Notre chroniqueur du 7e, Alain Penso, réalisateur de films et écrivain, nous livre en exclusivité des extraits inédits de son dernier livre Fragments d’un discours enfantin. Issu d’une famille d’origine turque et juive pour qui la France représentait le pays des rêves, Alain Penso décrit le Paris de son enfance avec cette même flamme que lui a transmise sa famille.

«Mon père était résistant, il a connu De Gaulle», nous dit Penso. Sa mère a enseigné le français en Turquie et a été sollicitée par l’ambassade française pour l’organisation de nombreuses activités culturelles. C’est peut-être aussi la raison pour laquelle il décrit avec autant de respect les enseignants qui lui ont laissé leur empreinte - ceux qui croyaient que le rôle du professeur est de transmettre un savoir scientifi que mais aussi et surtout la capacité de distinguer le bien du mal et de penser aux autres avant soi-même. La Grande Époque a choisi de publier cette semaine un fragment qui décrit justement l’un de ces instituteurs remarquables.

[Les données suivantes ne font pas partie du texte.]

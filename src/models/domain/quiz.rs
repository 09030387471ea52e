use chrono::{DateTime, Utc};
use serde::{Deserialize, Serialize};
use uuid::Uuid;

#[derive(Clone, Debug, PartialEq, Eq, Deserialize, Serialize)]
pub struct Quiz {
    pub id: String,
    pub created_by_user_id: String,
    pub title: Option<String>, // Set when generation completes
    pub status: QuizStatus,
    pub max_questions: i16,
    pub config: QuizGenerationConfig,
    pub content_summary: Option<String>, // Short corpus summary supplied at upload
    pub question_count: i16,             // Count of generated questions
    #[serde(skip_serializing_if = "Option::is_none")]
    pub created_at: Option<DateTime<Utc>>,
    #[serde(skip_serializing_if = "Option::is_none")]
    pub modified_at: Option<DateTime<Utc>>,
}

/// Requested question counts per type.
#[derive(Clone, Debug, PartialEq, Eq, Deserialize, Serialize)]
pub struct QuizGenerationConfig {
    pub mcq: i16,
    pub true_false: i16,
}

impl QuizGenerationConfig {
    pub fn total(&self) -> i16 {
        self.mcq + self.true_false
    }
}

#[derive(Clone, Debug, PartialEq, Eq, Deserialize, Serialize, Copy)]
#[serde(rename_all = "SCREAMING_SNAKE_CASE")]
pub enum QuizStatus {
    Starting,
    Generating,
    Completed,
    Failed,
}

impl QuizStatus {
    pub fn as_str(&self) -> &'static str {
        match self {
            QuizStatus::Starting => "STARTING",
            QuizStatus::Generating => "GENERATING",
            QuizStatus::Completed => "COMPLETED",
            QuizStatus::Failed => "FAILED",
        }
    }

    pub fn is_terminal(&self) -> bool {
        matches!(self, QuizStatus::Completed | QuizStatus::Failed)
    }

    /// Status only moves forward; terminal states are absorbing.
    pub fn can_transition_to(&self, next: QuizStatus) -> bool {
        match self {
            QuizStatus::Starting => matches!(
                next,
                QuizStatus::Generating | QuizStatus::Completed | QuizStatus::Failed
            ),
            QuizStatus::Generating => {
                matches!(next, QuizStatus::Completed | QuizStatus::Failed)
            }
            QuizStatus::Completed | QuizStatus::Failed => false,
        }
    }
}

impl Quiz {
    pub fn new_starting(
        created_by_user_id: &str,
        title: Option<String>,
        config: QuizGenerationConfig,
        content_summary: Option<String>,
    ) -> Self {
        let max_questions = config.total();
        Quiz {
            id: Uuid::new_v4().to_string(),
            created_by_user_id: created_by_user_id.to_string(),
            title,
            status: QuizStatus::Starting,
            max_questions,
            config,
            content_summary,
            question_count: 0,
            created_at: Some(Utc::now()),
            modified_at: Some(Utc::now()),
        }
    }
}
pub mod generation;
pub mod request;
pub mod response;
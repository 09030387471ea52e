use mongodb::{
    bson::doc,
    options::{ClientOptions, ServerApi, ServerApiVersion},
    Client, Collection,
};
use std::time::Duration;

use crate::{config::Config, errors::AppResult};

const CONNECT_TIMEOUT: Duration = Duration::from_secs(5);

/// Handle to the application database. Cheap to clone; the underlying client
/// pools connections.
#[derive(Clone)]
pub struct Database {
    client: Client,
    db_name: String,
}

impl Database {
    pub async fn connect(config: &Config) -> AppResult<Self> {
        let mut options = ClientOptions::parse(&config.mongo_conn_string).await?;
        options.server_api = Some(ServerApi::builder().version(ServerApiVersion::V1).build());
        options.min_pool_size = Some(2);
        options.max_pool_size = Some(10);
        options.connect_timeout = Some(CONNECT_TIMEOUT);
        options.server_selection_timeout = Some(CONNECT_TIMEOUT);

        let client = Client::with_options(options)?;
        let db = Self {
            client,
            db_name: config.mongo_db_name.clone(),
        };

        // Fail fast on bad connection strings instead of at first query.
        db.health_check().await?;
        log::info!("Connected to MongoDB database '{}'", db.db_name);

        Ok(db)
    }

    pub fn get_collection<T>(&self, collection_name: &str) -> Collection<T>
    where
        T: Send + Sync,
    {
        self.client
            .database(&self.db_name)
            .collection(collection_name)
    }

    pub async fn health_check(&self) -> AppResult<()> {
        self.client
            .database(&self.db_name)
            .run_command(doc! { "ping": 1 })
            .await?;
        Ok(())
    }
}
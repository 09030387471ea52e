use crate::errors::AppResult;
use crate::services::content_normalizer::NormalizedFile;
use crate::services::file_store::FileStore;

/// Concatenate normalized file text into one generation corpus, preserving
/// upload order. Each contributing file ends with a newline so adjacent files
/// never run together. Opaque files contribute nothing.
pub fn build_corpus(files: &[NormalizedFile]) -> String {
    let mut corpus = String::new();
    for file in files {
        if let Some(text) = file.content.corpus_text() {
            corpus.push_str(text);
            corpus.push('\n');
        }
    }
    corpus
}

/// Recover a corpus for a quiz created earlier, preferring the processed
/// text files on disk, then the stored content summary, then nothing.
pub async fn rebuild_corpus(
    store: &FileStore,
    quiz_id: &str,
    content_summary: Option<&str>,
) -> AppResult<String> {
    let texts = store.read_processed_texts(quiz_id).await?;
    if !texts.is_empty() {
        return Ok(texts.join("\n\n"));
    }
    Ok(content_summary.unwrap_or_default().to_string())
}
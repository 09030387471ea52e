use std::collections::HashMap;

use crate::models::domain::{AttemptAnswer, QuizQuestion};
use crate::models::dto::request::AnswerInput;

/// Result of grading one submission against the quiz's question set.
#[derive(Debug, Clone, PartialEq, Eq)]
pub struct ScoredAttempt {
    pub answers: Vec<AttemptAnswer>,
    pub score: i16, // rounded percentage, 0-100
    pub correct_count: i16,
    pub incorrect_count: i16,
}

/// Grade a submission. The quiz's questions are the source of truth: every
/// question produces exactly one answer row in question order, submissions
/// for unknown question ids are ignored, and a missing or null selection
/// counts as incorrect.
pub fn score_attempt(questions: &[QuizQuestion], submitted: &[AnswerInput]) -> ScoredAttempt {
    let selections: HashMap<&str, Option<i16>> = submitted
        .iter()
        .map(|a| (a.quiz_question_id.as_str(), a.selected_option))
        .collect();

    let mut answers = Vec::with_capacity(questions.len());
    let mut correct_count: i16 = 0;

    for question in questions {
        let selected_option = selections
            .get(question.id.as_str())
            .copied()
            .flatten();
        let is_correct = selected_option == Some(question.correct_option);
        if is_correct {
            correct_count += 1;
        }
        answers.push(AttemptAnswer {
            quiz_question_id: question.id.clone(),
            selected_option,
            is_correct,
        });
    }

    let total = questions.len() as i16;
    let incorrect_count = total - correct_count;
    let score = if total == 0 {
        0
    } else {
        ((correct_count as f64 / total as f64) * 100.0).round() as i16
    };

    ScoredAttempt {
        answers,
        score,
        correct_count,
        incorrect_count,
    }
}

#[cfg(test)]
mod tests {
    use super::*;
    use crate::test_utils::sample_question;

    fn answer(question_id: &str, selected: Option<i16>) -> AnswerInput {
        AnswerInput {
            quiz_question_id: question_id.to_string(),
            selected_option: selected,
        }
    }

    #[test]
    fn two_question_quiz_with_one_correct_scores_fifty() {
        let questions = vec![
            sample_question("quiz-1", 0),
            sample_question("quiz-1", 1),
        ];
        let submitted = vec![
            answer(&questions[0].id, Some(0)),
            answer(&questions[1].id, Some(0)),
        ];

        let scored = score_attempt(&questions, &submitted);

        assert_eq!(scored.score, 50);
        assert_eq!(scored.correct_count, 1);
        assert_eq!(scored.incorrect_count, 1);
        assert!(scored.answers[0].is_correct);
        assert!(!scored.answers[1].is_correct);
    }

    #[test]
    fn null_selection_counts_as_incorrect() {
        let questions = vec![sample_question("quiz-1", 2)];
        let submitted = vec![answer(&questions[0].id, None)];

        let scored = score_attempt(&questions, &submitted);

        assert_eq!(scored.score, 0);
        assert_eq!(scored.answers[0].selected_option, None);
        assert!(!scored.answers[0].is_correct);
    }

    #[test]
    fn missing_submission_rows_still_produce_answers() {
        let questions = vec![
            sample_question("quiz-1", 0),
            sample_question("quiz-1", 3),
        ];
        let submitted = vec![answer(&questions[0].id, Some(0))];

        let scored = score_attempt(&questions, &submitted);

        assert_eq!(scored.answers.len(), 2);
        assert_eq!(scored.answers[1].selected_option, None);
        assert_eq!(scored.score, 50);
    }

    #[test]
    fn unknown_question_ids_are_ignored() {
        let questions = vec![sample_question("quiz-1", 1)];
        let submitted = vec![
            answer("not-a-question", Some(1)),
            answer(&questions[0].id, Some(1)),
        ];

        let scored = score_attempt(&questions, &submitted);

        assert_eq!(scored.answers.len(), 1);
        assert_eq!(scored.score, 100);
    }

    #[test]
    fn empty_question_set_scores_zero() {
        let scored = score_attempt(&[], &[answer("q-1", Some(0))]);

        assert!(scored.answers.is_empty());
        assert_eq!(scored.score, 0);
        assert_eq!(scored.correct_count, 0);
        assert_eq!(scored.incorrect_count, 0);
    }

    #[test]
    fn one_of_three_rounds_to_thirty_three() {
        let questions = vec![
            sample_question("quiz-1", 0),
            sample_question("quiz-1", 0),
            sample_question("quiz-1", 0),
        ];
        let submitted = vec![
            answer(&questions[0].id, Some(0)),
            answer(&questions[1].id, Some(1)),
            answer(&questions[2].id, Some(1)),
        ];

        let scored = score_attempt(&questions, &submitted);
        assert_eq!(scored.score, 33);
    }

    #[test]
    fn two_of_three_rounds_to_sixty_seven() {
        let questions = vec![
            sample_question("quiz-1", 0),
            sample_question("quiz-1", 0),
            sample_question("quiz-1", 0),
        ];
        let submitted = vec![
            answer(&questions[0].id, Some(0)),
            answer(&questions[1].id, Some(0)),
            answer(&questions[2].id, Some(1)),
        ];

        let scored = score_attempt(&questions, &submitted);
        assert_eq!(scored.score, 67);
    }
}
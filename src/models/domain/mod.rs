pub mod feedback;
pub mod quiz;
pub mod quiz_question;
pub mod test_attempt;

pub use feedback::{FeedbackReport, GraphData, QuestionFeedback};
pub use quiz::{Quiz, QuizGenerationConfig, QuizStatus};
pub use quiz_question::{QuestionType, QuizQuestion};
pub use test_attempt::{AttemptAnswer, TestAttempt};
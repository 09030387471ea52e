use async_trait::async_trait;
use chrono::Utc;
use mongodb::{
    bson::{doc, Bson},
    options::IndexOptions,
    Collection, IndexModel,
};

use crate::{
    db::Database,
    errors::AppResult,
    models::domain::{Quiz, QuizStatus},
};

#[async_trait]
pub trait QuizRepository: Send + Sync {
    async fn create(&self, quiz: Quiz) -> AppResult<Quiz>;
    async fn find_by_id(&self, id: &str) -> AppResult<Option<Quiz>>;
    async fn list_by_user(
        &self,
        user_id: &str,
        offset: i64,
        limit: i64,
    ) -> AppResult<(Vec<Quiz>, i64)>;

    /// Move a STARTING quiz to GENERATING. Returns false if the quiz was not
    /// in STARTING, which keeps the transition monotone under races.
    async fn mark_generating(&self, id: &str) -> AppResult<bool>;

    /// Terminal transition to COMPLETED, setting title and question count.
    /// Only applies while the quiz is still STARTING or GENERATING.
    async fn complete_generation(
        &self,
        id: &str,
        title: &str,
        question_count: i16,
    ) -> AppResult<bool>;

    /// Terminal transition to FAILED. Only applies while non-terminal.
    async fn fail_generation(&self, id: &str) -> AppResult<bool>;
}

pub struct MongoQuizRepository {
    collection: Collection<Quiz>,
}

impl MongoQuizRepository {
    pub fn new(db: &Database) -> Self {
        let collection = db.get_collection("quizzes");
        Self { collection }
    }

    pub async fn ensure_indexes(&self) -> AppResult<()> {
        log::info!("Creating indexes for quizzes collection");

        let id_index = IndexModel::builder()
            .keys(doc! { "id": 1 })
            .options(
                IndexOptions::builder()
                    .unique(true)
                    .name("id_unique".to_string())
                    .build(),
            )
            .build();

        let user_index = IndexModel::builder()
            .keys(doc! { "created_by_user_id": 1 })
            .options(IndexOptions::builder().name("user_id".to_string()).build())
            .build();

        self.collection.create_index(id_index).await?;
        self.collection.create_index(user_index).await?;

        log::info!("Successfully created indexes for quizzes collection");
        Ok(())
    }

    fn active_filter(id: &str) -> mongodb::bson::Document {
        doc! {
            "id": id,
            "status": { "$in": [
                QuizStatus::Starting.as_str(),
                QuizStatus::Generating.as_str(),
            ] }
        }
    }
}

#[async_trait]
impl QuizRepository for MongoQuizRepository {
    async fn create(&self, quiz: Quiz) -> AppResult<Quiz> {
        self.collection.insert_one(&quiz).await?;
        Ok(quiz)
    }

    async fn find_by_id(&self, id: &str) -> AppResult<Option<Quiz>> {
        let quiz = self.collection.find_one(doc! { "id": id }).await?;
        Ok(quiz)
    }

    async fn list_by_user(
        &self,
        user_id: &str,
        offset: i64,
        limit: i64,
    ) -> AppResult<(Vec<Quiz>, i64)> {
        use futures::TryStreamExt;

        let filter = doc! { "created_by_user_id": user_id };
        let total = self.collection.count_documents(filter.clone()).await? as i64;

        let quizzes = self
            .collection
            .find(filter)
            .skip(offset as u64)
            .limit(limit)
            .sort(doc! { "created_at": -1 })
            .await?
            .try_collect()
            .await?;

        Ok((quizzes, total))
    }

    async fn mark_generating(&self, id: &str) -> AppResult<bool> {
        let result = self
            .collection
            .update_one(
                doc! { "id": id, "status": QuizStatus::Starting.as_str() },
                doc! { "$set": {
                    "status": QuizStatus::Generating.as_str(),
                    "modified_at": Bson::DateTime(Utc::now().into()),
                } },
            )
            .await?;
        Ok(result.matched_count == 1)
    }

    async fn complete_generation(
        &self,
        id: &str,
        title: &str,
        question_count: i16,
    ) -> AppResult<bool> {
        let result = self
            .collection
            .update_one(
                Self::active_filter(id),
                doc! { "$set": {
                    "status": QuizStatus::Completed.as_str(),
                    "title": title,
                    "question_count": question_count as i32,
                    "modified_at": Bson::DateTime(Utc::now().into()),
                } },
            )
            .await?;
        Ok(result.matched_count == 1)
    }

    async fn fail_generation(&self, id: &str) -> AppResult<bool> {
        let result = self
            .collection
            .update_one(
                Self::active_filter(id),
                doc! { "$set": {
                    "status": QuizStatus::Failed.as_str(),
                    "modified_at": Bson::DateTime(Utc::now().into()),
                } },
            )
            .await?;
        Ok(result.matched_count == 1)
    }
}
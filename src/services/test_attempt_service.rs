use std::sync::Arc;

use validator::Validate;

use crate::errors::{AppError, AppResult};
use crate::models::domain::{FeedbackReport, Quiz, QuizStatus, TestAttempt};
use crate::models::dto::request::{PaginationParams, SubmitAttemptRequest};
use crate::models::dto::response::{
    AttemptListResponse, StartAttemptResponse, SubmitAttemptResponse,
};
use crate::repositories::{
    QuizQuestionRepository, QuizRepository, SubmitOutcome, TestAttemptRepository,
};
use crate::services::attempt_scorer;
use crate::services::context_aggregator;
use crate::services::feedback_generator::FeedbackGenerator;
use crate::services::file_store::FileStore;

/// Attempt lifecycle: start a placeholder, grade and record one submission,
/// serve reads. Submission is idempotent; the first write wins and every
/// later submit returns the stored result unchanged.
pub struct TestAttemptService {
    attempts: Arc<dyn TestAttemptRepository>,
    quizzes: Arc<dyn QuizRepository>,
    questions: Arc<dyn QuizQuestionRepository>,
    feedback: Arc<FeedbackGenerator>,
    file_store: FileStore,
}

impl TestAttemptService {
    pub fn new(
        attempts: Arc<dyn TestAttemptRepository>,
        quizzes: Arc<dyn QuizRepository>,
        questions: Arc<dyn QuizQuestionRepository>,
        feedback: Arc<FeedbackGenerator>,
        file_store: FileStore,
    ) -> Self {
        Self {
            attempts,
            quizzes,
            questions,
            feedback,
            file_store,
        }
    }

    pub async fn start_attempt(
        &self,
        user_id: &str,
        quiz_id: &str,
    ) -> AppResult<StartAttemptResponse> {
        let quiz = self.require_quiz(quiz_id).await?;
        if quiz.status != QuizStatus::Completed {
            return Err(AppError::BadRequest(format!(
                "Quiz '{}' is {} and cannot be attempted",
                quiz_id,
                quiz.status.as_str()
            )));
        }

        let questions = self.questions.find_by_quiz(quiz_id).await?;
        let attempt = TestAttempt::new_placeholder(user_id, quiz_id, &questions);
        let attempt = self.attempts.create(attempt).await?;
        log::info!(
            "Started attempt {} on quiz {} for user {}",
            attempt.id,
            quiz_id,
            user_id
        );

        Ok(StartAttemptResponse {
            attempt_id: attempt.id,
            quiz_id: quiz_id.to_string(),
        })
    }

    pub async fn submit_attempt(
        &self,
        user_id: &str,
        attempt_id: &str,
        request: SubmitAttemptRequest,
    ) -> AppResult<SubmitAttemptResponse> {
        request.validate()?;

        let attempt = self.require_attempt(user_id, attempt_id).await?;
        if attempt.is_submitted() {
            return Ok(SubmitAttemptResponse::from_attempt(&attempt, true));
        }

        let quiz = self.require_quiz(&attempt.quiz_id).await?;
        let questions = self.questions.find_by_quiz(&quiz.id).await?;

        let scored = attempt_scorer::score_attempt(&questions, &request.answers);
        let corpus = context_aggregator::rebuild_corpus(
            &self.file_store,
            &quiz.id,
            quiz.content_summary.as_deref(),
        )
        .await?;
        let report = self
            .feedback
            .generate(&questions, &scored.answers, scored.score, &corpus)
            .await;

        let outcome = self
            .attempts
            .submit_scored(
                attempt_id,
                &scored.answers,
                scored.score,
                scored.correct_count,
                scored.incorrect_count,
                Some(&report),
            )
            .await?;

        match outcome {
            SubmitOutcome::Recorded => {
                log::info!(
                    "Recorded attempt {} with score {} for user {}",
                    attempt_id,
                    scored.score,
                    user_id
                );
                let stored = self.require_attempt(user_id, attempt_id).await?;
                Ok(SubmitAttemptResponse::from_attempt(&stored, false))
            }
            SubmitOutcome::AlreadySubmitted => {
                // A concurrent submit won the conditional write. The stored
                // result stands; this submission is discarded.
                let stored = self.require_attempt(user_id, attempt_id).await?;
                Ok(SubmitAttemptResponse::from_attempt(&stored, true))
            }
        }
    }

    pub async fn get_attempt(&self, user_id: &str, attempt_id: &str) -> AppResult<TestAttempt> {
        self.require_attempt(user_id, attempt_id).await
    }

    pub async fn list_attempts(
        &self,
        user_id: &str,
        pagination: &PaginationParams,
    ) -> AppResult<AttemptListResponse> {
        let (attempts, total) = self
            .attempts
            .list_by_user(user_id, pagination.offset(), pagination.limit())
            .await?;
        Ok(AttemptListResponse { attempts, total })
    }

    /// Recompute feedback for a submitted attempt from the stored answers
    /// and the rebuilt corpus, replacing the stored report.
    pub async fn regenerate_feedback(
        &self,
        user_id: &str,
        attempt_id: &str,
    ) -> AppResult<FeedbackReport> {
        let attempt = self.require_attempt(user_id, attempt_id).await?;
        if !attempt.is_submitted() {
            return Err(AppError::BadRequest(format!(
                "Attempt '{}' has not been submitted yet",
                attempt_id
            )));
        }

        let quiz = self.require_quiz(&attempt.quiz_id).await?;
        let questions = self.questions.find_by_quiz(&quiz.id).await?;
        let corpus = context_aggregator::rebuild_corpus(
            &self.file_store,
            &quiz.id,
            quiz.content_summary.as_deref(),
        )
        .await?;

        let report = self
            .feedback
            .generate(&questions, &attempt.answers, attempt.score, &corpus)
            .await;
        self.attempts.set_feedback(attempt_id, &report).await?;

        Ok(report)
    }

    async fn require_quiz(&self, quiz_id: &str) -> AppResult<Quiz> {
        self.quizzes
            .find_by_id(quiz_id)
            .await?
            .ok_or_else(|| AppError::NotFound(format!("Quiz with id '{}' not found", quiz_id)))
    }

    /// Attempts are private to their owner; someone else's id reads as
    /// missing.
    async fn require_attempt(&self, user_id: &str, attempt_id: &str) -> AppResult<TestAttempt> {
        self.attempts
            .find_by_id(attempt_id)
            .await?
            .filter(|attempt| attempt.user_id == user_id)
            .ok_or_else(|| {
                AppError::NotFound(format!("Test attempt with id '{}' not found", attempt_id))
            })
    }
}
use std::sync::Arc;

use secrecy::ExposeSecret;

use crate::{
    config::Config,
    db::Database,
    errors::AppResult,
    repositories::{MongoQuizQuestionRepository, MongoQuizRepository, MongoTestAttemptRepository},
    services::{
        content_normalizer::{ContentNormalizer, HttpImageFetcher},
        feedback_generator::FeedbackGenerator,
        file_store::FileStore,
        generation::{ApiKeyCodec, GenerationBackend, OpenAiBackend},
        media_resolver::AiMediaResolver,
        question_generator::QuestionGenerator,
        quiz_service::QuizService,
        test_attempt_service::TestAttemptService,
        transcripts::YoutubeTranscriptClient,
    },
};

#[derive(Clone)]
pub struct AppState {
    pub quiz_service: Arc<QuizService>,
    pub test_attempt_service: Arc<TestAttemptService>,
    pub db: Arc<Database>,
    pub config: Arc<Config>,
}

impl AppState {
    pub async fn new(config: Config) -> AppResult<Self> {
        let db = Database::connect(&config).await?;

        let quiz_repository = Arc::new(MongoQuizRepository::new(&db));
        quiz_repository.ensure_indexes().await?;
        let question_repository = Arc::new(MongoQuizQuestionRepository::new(&db));
        question_repository.ensure_indexes().await?;
        let attempt_repository = Arc::new(MongoTestAttemptRepository::new(&db));
        attempt_repository.ensure_indexes().await?;

        let backend: Arc<dyn GenerationBackend> = Arc::new(OpenAiBackend::from_encoded_key(
            &ApiKeyCodec,
            config.openai_api_key_encoded.expose_secret(),
            &config.openai_model,
        )?);

        let http = reqwest::Client::new();
        let transcripts = Arc::new(YoutubeTranscriptClient::new(http.clone()));
        let resolver = Arc::new(AiMediaResolver::new(backend.clone(), transcripts));
        let normalizer = Arc::new(ContentNormalizer::new(
            resolver,
            Arc::new(HttpImageFetcher::new(http)),
        ));
        let file_store = FileStore::new(config.upload_dir.clone());

        let generator = Arc::new(QuestionGenerator::new(
            quiz_repository.clone(),
            question_repository.clone(),
            backend.clone(),
        ));
        let quiz_service = Arc::new(QuizService::new(
            quiz_repository.clone(),
            question_repository.clone(),
            normalizer,
            file_store.clone(),
            generator,
        ));

        let feedback = Arc::new(FeedbackGenerator::new(backend));
        let test_attempt_service = Arc::new(TestAttemptService::new(
            attempt_repository,
            quiz_repository,
            question_repository,
            feedback,
            file_store,
        ));

        Ok(Self {
            quiz_service,
            test_attempt_service,
            db: Arc::new(db),
            config: Arc::new(config),
        })
    }
}
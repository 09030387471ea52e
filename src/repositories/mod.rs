pub mod quiz_question_repository;
pub mod quiz_repository;
pub mod test_attempt_repository;

pub use quiz_question_repository::{MongoQuizQuestionRepository, QuizQuestionRepository};
pub use quiz_repository::{MongoQuizRepository, QuizRepository};
pub use test_attempt_repository::{
    MongoTestAttemptRepository, SubmitOutcome, TestAttemptRepository,
};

«L’enfance m’a permis de rêver d’imaginer et de voyager dans le temps et l’espace de Paris à Istanbul», dit l’auteur. Penso, qui a une formation d’historien et d’ethnologue et pour qui l’analyse est une seconde nature, décrit avec une précision extrême le monde de l’enfance et le regard porté par l’enfant sur le monde qui l’entoure. Il nous permet de toucher et de comprendre ces âmes douces et sensibles, de partager leurs joies, leurs peurs, leurs gênes.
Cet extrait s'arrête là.